Work instructions →
Give each record below again, without a single difference.

Provided information →

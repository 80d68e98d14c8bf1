use async_trait::async_trait;

use crate::error::CacheError;

/// Aggregate counters tracked by the LLM cache for observability and for
/// the testable properties around hit rate.
#[derive(Debug, Clone, Copy, PartialEq, Eq, Default)]
pub struct CacheStats {
    pub hits: u64,
    pub misses: u64,
    pub skipped: u64,
}

/// Durable backing store for the LLM cache's two-path lookup (exact hash,
/// then embedding similarity). The in-process front cache and the
/// hash/similarity decision logic live in `deepwiki-infrastructure`; this
/// port is the persistence seam so that layer never touches DuckDB types
/// directly.
#[async_trait]
pub trait CacheStore: Send + Sync {
    /// Scalar-equality lookup on `exact_hash`. Returns the stored response
    /// and its metadata needed to validate TTL, without the caller needing
    /// to know the storage shape.
    async fn lookup_exact(&self, exact_hash: &str) -> Result<Option<CacheLookup>, CacheError>;

    /// ANN search over cached prompt embeddings, most similar first.
    async fn search_similar(&self, vector: &[f32], limit: usize) -> Result<Vec<CacheLookup>, CacheError>;

    async fn insert(&self, record: crate::entities::CacheRecord) -> Result<(), CacheError>;

    /// Deletes every record whose TTL has expired, at most `limit` per call.
    async fn evict_expired(&self, now_epoch_seconds: f64, limit: usize) -> Result<u64, CacheError>;

    async fn row_count(&self) -> Result<u64, CacheError>;

    async fn clear(&self) -> Result<(), CacheError>;
}

/// Result of a cache-store lookup: enough of the record to validate TTL,
/// model identity, and similarity, plus the cached response itself.
#[derive(Debug, Clone, PartialEq)]
pub struct CacheLookup {
    pub id: String,
    pub response: String,
    pub model_name: String,
    pub created_at: f64,
    pub ttl_seconds: u64,
    /// `1 - distance` for similarity-path results; `1.0` for exact-path hits.
    pub similarity: f64,
}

Problem solution →
repository 80d68e98d14c8bf1
use async_trait::async_trait;

use crate::error::CacheError;

/// Aggregate counters tracked by the LLM cache for observability and for
/// the testable properties around hit rate.
#[derive(Debug, Clone, Copy, PartialEq, Eq, Default)]
pub struct CacheStats {
    pub hits: u64,
    pub misses: u64,
    pub skipped: u64,
}

/// Durable backing store for the LLM cache's two-path lookup (exact hash,
/// then embedding similarity). The in-process front cache and the
/// hash/similarity decision logic live in `deepwiki-infrastructure`; this
/// port is the persistence seam so that layer never touches DuckDB types
/// directly.
#[async_trait]
pub trait CacheStore: Send + Sync {
    /// Scalar-equality lookup on `exact_hash`. Returns the stored response
    /// and its metadata needed to validate TTL, without the caller needing
    /// to know the storage shape.
    async fn lookup_exact(&self, exact_hash: &str) -> Result<Option<CacheLookup>, CacheError>;

    /// ANN search over cached prompt embeddings, most similar first.
    async fn search_similar(&self, vector: &[f32], limit: usize) -> Result<Vec<CacheLookup>, CacheError>;

    async fn insert(&self, record: crate::entities::CacheRecord) -> Result<(), CacheError>;

    /// Deletes every record whose TTL has expired, at most `limit` per call.
    async fn evict_expired(&self, now_epoch_seconds: f64, limit: usize) -> Result<u64, CacheError>;

    async fn row_count(&self) -> Result<u64, CacheError>;

    async fn clear(&self) -> Result<(), CacheError>;
}

/// Result of a cache-store lookup: enough of the record to validate TTL,
/// model identity, and similarity, plus the cached response itself.
#[derive(Debug, Clone, PartialEq)]
pub struct CacheLookup {
    pub id: String,
    pub response: String,
    pub model_name: String,
    pub created_at: f64,
    pub ttl_seconds: u64,
    /// `1 - distance` for similarity-path results; `1.0` for exact-path hits.
    pub similarity: f64,
}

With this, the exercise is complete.